Good service is as much about perception as it is about actually correcting issues.

A significant contributor to the world’s problems is disposable hard goods. The culture of creating solid, dependable products that have viable repair options has declined, leaving us with a surplus of short-term junk. Good products cost more up front and the total cost of ownership (TCO) is well lower.

Take this example: I buy a pair of cheap shoes for $65. They last 6 months, after which the shoemaker informs me that they’ll cost $120 to repair. I will not repair them — it doesn’t make sense to repair them at that price — so I buy a new pair and discard the old ones. My TCO is $130 per year.

I could have bought a good pair of shoes for $120. I’d spend $10 to have them shined and protected twice a year. After a year, I take them to the shoemaker for new soles and heels, $65. A year later, the shoemaker’s good worksmanship holds and I do a quick repair job with $1 worth of Crazy Glue. One more year goes by and I need new soles and heels again, $70 this time, due to inflation. By the end of the fourth year, I’ve spent $336, a $84-per-year TCO.

The better shoes cost me 65% less, even though I spent about twice as much up front. The long term costs are generally the same, regardless of up-front cost. To match the TCO of the $65 shoe, I’d have to spend $300 on the initial purchase. In this case, I’d also be walking around in $300 shoes, not $65 shoes.

You may argue that this works well for cars and shoes but less expensive goods aren’t the same. I would counter that I still have 2 Zippo lighters, $15 up front with $3 per year in lighter fluid, that have lasted me more years than I can remember.

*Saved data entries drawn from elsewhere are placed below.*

//! Order book core.
//!
//! An [`OrderBook`] is a pair of price ladders: bids strictly descending,
//! asks strictly ascending, at most one [`Order`] per price level. Every
//! price-producing query returns `NaN` (and zero amount) for a missing side
//! instead of failing, so callers can treat gaps in recorded data uniformly.

use serde::{Deserialize, Serialize};

use super::Side;

/// Amount reported by [`OrderBook::best_bid_or_floor`] for an empty bid side.
pub const FLOOR_BID_AMOUNT: f64 = 99.0;

/// Levels per side weighed by [`OrderBook::sb_ratio`].
pub const SB_RATIO_DEPTH: usize = 10;

/// A price level, or an order to be placed/matched.
///
/// Where a single value has to carry a side, a positive `amount` is a bid
/// (buy) and a negative `amount` is an ask (sell).
#[derive(Debug, Clone, Copy, PartialEq, Default, Serialize, Deserialize)]
pub struct Order {
    /// Price level
    pub price: f64,
    /// Amount resting at the level, or signed order size
    pub amount: f64,
}

impl Order {
    /// Creates a new order.
    #[must_use]
    pub const fn new(price: f64, amount: f64) -> Self {
        Self { price, amount }
    }

    /// The "no such level" value: `NaN` price, zero amount.
    #[must_use]
    pub const fn missing() -> Self {
        Self {
            price: f64::NAN,
            amount: 0.0,
        }
    }

    /// Side encoded by the sign of `amount`.
    #[must_use]
    pub fn side(&self) -> Side {
        Side::from_amount(self.amount)
    }
}

/// Worst price touched when walking one side for a given size.
#[derive(Debug, Clone, Copy, PartialEq, Serialize, Deserialize)]
pub struct DepthPrice {
    /// Worst level touched, `NaN` when the side is empty
    pub price: f64,
    /// Cumulative amount up to and including that level
    pub available: f64,
}

/// Result of [`OrderBook::price_in`] for both sides.
#[derive(Debug, Clone, Copy, PartialEq, Serialize, Deserialize)]
pub struct PriceIn {
    /// Bid side walk
    pub bid: DepthPrice,
    /// Ask side walk
    pub ask: DepthPrice,
}

/// Liquidity depth by percentage band from the top of book.
///
/// Index `p` of each side holds the volume-weighted price and cumulative
/// amount of every level within `p`% of that side's best price, for
/// `p` in `0..=100`. A side with no levels yields an empty vector.
#[derive(Debug, Clone, Default, PartialEq, Serialize, Deserialize)]
pub struct CumPctOrderBook {
    /// Bands below the best bid; `price` is the VWAP
    pub bids: Vec<Order>,
    /// Bands above the best ask; `price` is the VWAP
    pub asks: Vec<Order>,
}

/// Bid/ask ladder.
///
/// # Examples
///
/// ```
/// use bean_core::data::{Order, OrderBook};
///
/// let book = OrderBook::new(vec![Order::new(100.0, 1.0)], vec![Order::new(101.0, 1.0)]);
/// assert_eq!(book.mid(), 100.5);
/// assert_eq!(book.spread(), 1.0);
/// ```
#[derive(Debug, Clone, Default, PartialEq, Serialize, Deserialize)]
pub struct OrderBook {
    bids: Vec<Order>,
    asks: Vec<Order>,
}

impl OrderBook {
    /// A book with no levels on either side.
    pub const EMPTY: Self = Self {
        bids: Vec::new(),
        asks: Vec::new(),
    };

    /// Creates a book from unsorted levels.
    ///
    /// Levels are sorted per side and levels sharing a price are merged.
    #[must_use]
    pub fn new(bids: Vec<Order>, asks: Vec<Order>) -> Self {
        Self {
            bids: normalize(bids, Ladder::Bid),
            asks: normalize(asks, Ladder::Ask),
        }
    }

    /// Bid levels, best first.
    #[must_use]
    pub fn bids(&self) -> &[Order] {
        &self.bids
    }

    /// Ask levels, best first.
    #[must_use]
    pub fn asks(&self) -> &[Order] {
        &self.asks
    }

    /// Both sides have at least one level.
    #[must_use]
    pub fn is_valid(&self) -> bool {
        !self.bids.is_empty() && !self.asks.is_empty()
    }

    /// Both sides show zero amount at the top of book.
    #[must_use]
    pub fn is_empty(&self) -> bool {
        self.best_bid().amount == 0.0 && self.best_ask().amount == 0.0
    }

    /// Keeps at most `depth` levels per side.
    #[must_use]
    pub fn truncated(&self, depth: usize) -> Self {
        Self {
            bids: self.bids.iter().take(depth).copied().collect(),
            asks: self.asks.iter().take(depth).copied().collect(),
        }
    }

    /// Adds a bid. Returns true if its price is now the best bid.
    ///
    /// An existing level at the same price absorbs the amount.
    pub fn insert_bid(&mut self, order: Order) -> bool {
        insert(&mut self.bids, order, Ladder::Bid)
    }

    /// Adds an ask. Returns true if its price is now the best ask.
    ///
    /// An existing level at the same price absorbs the amount.
    pub fn insert_ask(&mut self, order: Order) -> bool {
        insert(&mut self.asks, order, Ladder::Ask)
    }

    /// Removes the bid level at `order.price`. Returns true if it was the best bid.
    pub fn cancel_bid(&mut self, order: Order) -> bool {
        cancel(&mut self.bids, order.price)
    }

    /// Removes the ask level at `order.price`. Returns true if it was the best ask.
    pub fn cancel_ask(&mut self, order: Order) -> bool {
        cancel(&mut self.asks, order.price)
    }

    /// Replaces the amount of the bid level at `order.price`; no-op if absent.
    /// Returns true if the edited level is the best bid.
    pub fn edit_bid(&mut self, order: Order) -> bool {
        edit(&mut self.bids, order)
    }

    /// Replaces the amount of the ask level at `order.price`; no-op if absent.
    /// Returns true if the edited level is the best ask.
    pub fn edit_ask(&mut self, order: Order) -> bool {
        edit(&mut self.asks, order)
    }

    /// Best bid, or [`Order::missing`] when there are no bids.
    #[must_use]
    pub fn best_bid(&self) -> Order {
        self.bids.first().copied().unwrap_or_else(Order::missing)
    }

    /// Best ask, or [`Order::missing`] when there are no asks.
    #[must_use]
    pub fn best_ask(&self) -> Order {
        self.asks.first().copied().unwrap_or_else(Order::missing)
    }

    /// Best bid, treating an empty side as a bid at price zero for
    /// [`FLOOR_BID_AMOUNT`].
    ///
    /// For callers that need a finite lower bound on what a coin can be sold
    /// for, e.g. marking inventory to a worst case.
    #[must_use]
    pub fn best_bid_or_floor(&self) -> Order {
        self.bids
            .first()
            .copied()
            .unwrap_or(Order::new(0.0, FLOOR_BID_AMOUNT))
    }

    /// Average of best bid and best ask; `NaN` unless both sides exist.
    #[must_use]
    pub fn mid(&self) -> f64 {
        if self.is_valid() {
            (self.bids[0].price + self.asks[0].price) / 2.0
        } else {
            f64::NAN
        }
    }

    /// Best ask minus best bid; `NaN` unless both sides exist.
    #[must_use]
    pub fn spread(&self) -> f64 {
        if self.is_valid() {
            self.asks[0].price - self.bids[0].price
        } else {
            f64::NAN
        }
    }

    /// Best bid, best ask and a mid that falls back to whichever side exists.
    #[must_use]
    pub fn bid_ask_mid(&self) -> (f64, f64, f64) {
        let bid = self.best_bid().price;
        let ask = self.best_ask().price;
        let mid = match (bid.is_nan(), ask.is_nan()) {
            (false, false) => (bid + ask) / 2.0,
            (true, false) => ask,
            (false, true) => bid,
            (true, true) => f64::NAN,
        };
        (bid, ask, mid)
    }

    /// True when both books exist and neither best price has moved.
    #[must_use]
    pub fn same_top(&self, other: &Self) -> bool {
        self.is_valid()
            && other.is_valid()
            && self.bids[0].price == other.bids[0].price
            && self.asks[0].price == other.asks[0].price
    }

    /// Folds levels smaller than `minimum_amount` into the next level on the
    /// same side.
    ///
    /// Dust carries forward cumulatively. Dust left after the last level is
    /// added to the last kept level; if no level reaches the minimum the side
    /// collapses to one order at its worst price. Total amount per side is
    /// unchanged.
    #[must_use]
    pub fn denoise(&self, minimum_amount: f64) -> Self {
        Self {
            bids: denoise_side(&self.bids, minimum_amount),
            asks: denoise_side(&self.asks, minimum_amount),
        }
    }

    /// Walks both sides for `size`.
    #[must_use]
    pub fn price_in(&self, size: f64) -> PriceIn {
        PriceIn {
            bid: self.bid_in(size),
            ask: self.ask_in(size),
        }
    }

    /// Worst bid that must be hit to sell `size`, and the amount available
    /// down to it.
    #[must_use]
    pub fn bid_in(&self, size: f64) -> DepthPrice {
        price_in_amount(size, &self.bids)
    }

    /// Worst ask that must be lifted to buy `size`, and the amount available
    /// up to it.
    #[must_use]
    pub fn ask_in(&self, size: f64) -> DepthPrice {
        price_in_amount(size, &self.asks)
    }

    /// Sell/buy pressure: discounted ask notional over discounted bid notional.
    ///
    /// The first [`SB_RATIO_DEPTH`] levels of each side are weighted by
    /// `alpha^i`, `alpha` in `(0, 1]`. Bid weights are further discounted by
    /// the spread measured in `tick`s, so a wide book leans towards the sell
    /// side. `NaN` unless both sides exist.
    #[must_use]
    pub fn sb_ratio(&self, alpha: f64, tick: f64) -> f64 {
        if !self.is_valid() {
            return f64::NAN;
        }
        let spread_ticks = self.spread() / tick;
        let sell: f64 = self
            .asks
            .iter()
            .take(SB_RATIO_DEPTH)
            .zip(0_i32..)
            .map(|(level, i)| alpha.powi(i) * level.price * level.amount)
            .sum();
        let buy: f64 = self
            .bids
            .iter()
            .take(SB_RATIO_DEPTH)
            .zip(0_i32..)
            .map(|(level, i)| {
                alpha.powf(spread_ticks - 1.0 + f64::from(i)) * level.price * level.amount
            })
            .sum();
        sell / buy
    }

    /// Volume-weighted depth in 1% bands out to 100% from the top of book.
    #[must_use]
    pub fn cum_pct_order_book(&self) -> CumPctOrderBook {
        CumPctOrderBook {
            bids: cum_pct_side(&self.bids, Ladder::Bid),
            asks: cum_pct_side(&self.asks, Ladder::Ask),
        }
    }

    /// Fills a marketable order against the book without mutating it.
    ///
    /// A buy (`amount > 0`) takes asks priced at or below `placed.price`; a
    /// sell takes bids priced at or above it. Returns the average fill price
    /// and the signed filled amount, or `(0, 0)` when nothing crosses.
    #[must_use]
    pub fn match_order(&self, placed: Order) -> Order {
        let (levels, wanted, sign) = if placed.amount > 0.0 {
            (&self.asks, placed.amount, 1.0)
        } else {
            (&self.bids, -placed.amount, -1.0)
        };

        let mut notional = 0.0;
        let mut filled = 0.0;
        for level in levels {
            let crosses = if sign > 0.0 {
                level.price <= placed.price
            } else {
                level.price >= placed.price
            };
            if !crosses || filled >= wanted {
                break;
            }
            let take = (wanted - filled).min(level.amount);
            notional += take * level.price;
            filled += take;
        }

        if filled > 0.0 {
            Order::new(notional / filled, sign * filled)
        } else {
            Order::new(0.0, 0.0)
        }
    }
}

#[derive(Clone, Copy)]
enum Ladder {
    Bid,
    Ask,
}

impl Ladder {
    fn sort(self, levels: &mut [Order]) {
        match self {
            Self::Bid => levels.sort_by(|a, b| b.price.total_cmp(&a.price)),
            Self::Ask => levels.sort_by(|a, b| a.price.total_cmp(&b.price)),
        }
    }
}

fn normalize(mut levels: Vec<Order>, ladder: Ladder) -> Vec<Order> {
    ladder.sort(&mut levels);
    let mut merged: Vec<Order> = Vec::with_capacity(levels.len());
    for level in levels {
        match merged.last_mut() {
            Some(last) if last.price == level.price => last.amount += level.amount,
            _ => merged.push(level),
        }
    }
    merged
}

fn insert(levels: &mut Vec<Order>, order: Order, ladder: Ladder) -> bool {
    if let Some(existing) = levels.iter_mut().find(|o| o.price == order.price) {
        existing.amount += order.amount;
    } else {
        levels.push(order);
        ladder.sort(levels);
    }
    levels[0].price == order.price
}

fn cancel(levels: &mut Vec<Order>, price: f64) -> bool {
    match levels.iter().position(|o| o.price == price) {
        Some(index) => {
            levels.remove(index);
            index == 0
        }
        None => false,
    }
}

fn edit(levels: &mut [Order], order: Order) -> bool {
    match levels.iter().position(|o| o.price == order.price) {
        Some(index) => {
            levels[index].amount = order.amount;
            index == 0
        }
        None => false,
    }
}

fn denoise_side(levels: &[Order], minimum_amount: f64) -> Vec<Order> {
    let mut kept: Vec<Order> = Vec::with_capacity(levels.len());
    let mut carry = 0.0;
    for level in levels {
        let amount = level.amount + carry;
        if amount < minimum_amount {
            carry = amount;
        } else {
            kept.push(Order::new(level.price, amount));
            carry = 0.0;
        }
    }
    if carry != 0.0 {
        match (kept.last_mut(), levels.last()) {
            (Some(last), _) => last.amount += carry,
            (None, Some(worst)) => kept.push(Order::new(worst.price, carry)),
            (None, None) => {}
        }
    }
    kept
}

fn price_in_amount(required: f64, levels: &[Order]) -> DepthPrice {
    let Some(worst) = levels.last() else {
        return DepthPrice {
            price: f64::NAN,
            available: 0.0,
        };
    };
    let mut available = 0.0;
    for level in levels {
        available += level.amount;
        if available > required {
            return DepthPrice {
                price: level.price,
                available,
            };
        }
    }
    DepthPrice {
        price: worst.price,
        available,
    }
}

fn cum_pct_side(levels: &[Order], ladder: Ladder) -> Vec<Order> {
    let Some(best) = levels.first() else {
        return Vec::new();
    };
    (0..=100u32)
        .map(|pct| {
            let band = f64::from(pct) / 100.0;
            let (notional, amount) = levels
                .iter()
                .take_while(|o| match ladder {
                    Ladder::Bid => o.price >= best.price * (1.0 - band),
                    Ladder::Ask => o.price <= best.price * (1.0 + band),
                })
                .fold((0.0, 0.0), |(n, a), o| (n + o.price * o.amount, a + o.amount));
            let vwap = if amount > 0.0 { notional / amount } else { f64::NAN };
            Order::new(vwap, amount)
        })
        .collect()
}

How about computers? I’m writing this on a computer that cost me $3,000, seven years ago. I’ve put about $500 into it, mostly due to a $300 Viewsonic to replace the disposable Dell monitors that it came with. That’s about $500 a year and my friends are all jealous that my 7-year-old computer runs circles around the thing they bought last year. I run virtual machines with Windows 7 and Mac OS X simultaneously, in the background without degrading my ability to use the computer, each alone with more horsepower than a $700 laptop running the same OS.

So what happens when it breaks?

Zippo has a long-standing tradition of repairing their products for free. Their service model runs similar to this: “we made it, so we’re going to make sure it keeps running.” They don’t ask you why your lighter no longer produces flame before they fix it; they just fix it. They don’t ask you when you bought it then refer you to the Out Of Warranty Service Department for an estimate; they just fix it.

Similarly, my shoemaker’s eyes light up when I bring him expensive shoes to fix. He doesn’t charge me more. Often, the more expensive shoes cost less to fix because they were built to be fixed. I can see the disappointment in his eyes when I bring him the cheap shoes. He wants to help me, he wants to fix them for me; he knows that these shoes aren’t worth fixing. A small piece of my soul is lost, knowing that I’ve contributed to global decline brought about by ruthless consumerism. He gives me the perception of strong, qualified service: I know that he knows what he’s doing and I simply trust his opinion. I’m not afraid to let someone else drop off my shoes at the shoemaker: he’ll do what he needs to and charge me the correct amount when I pick them up. I trust his service.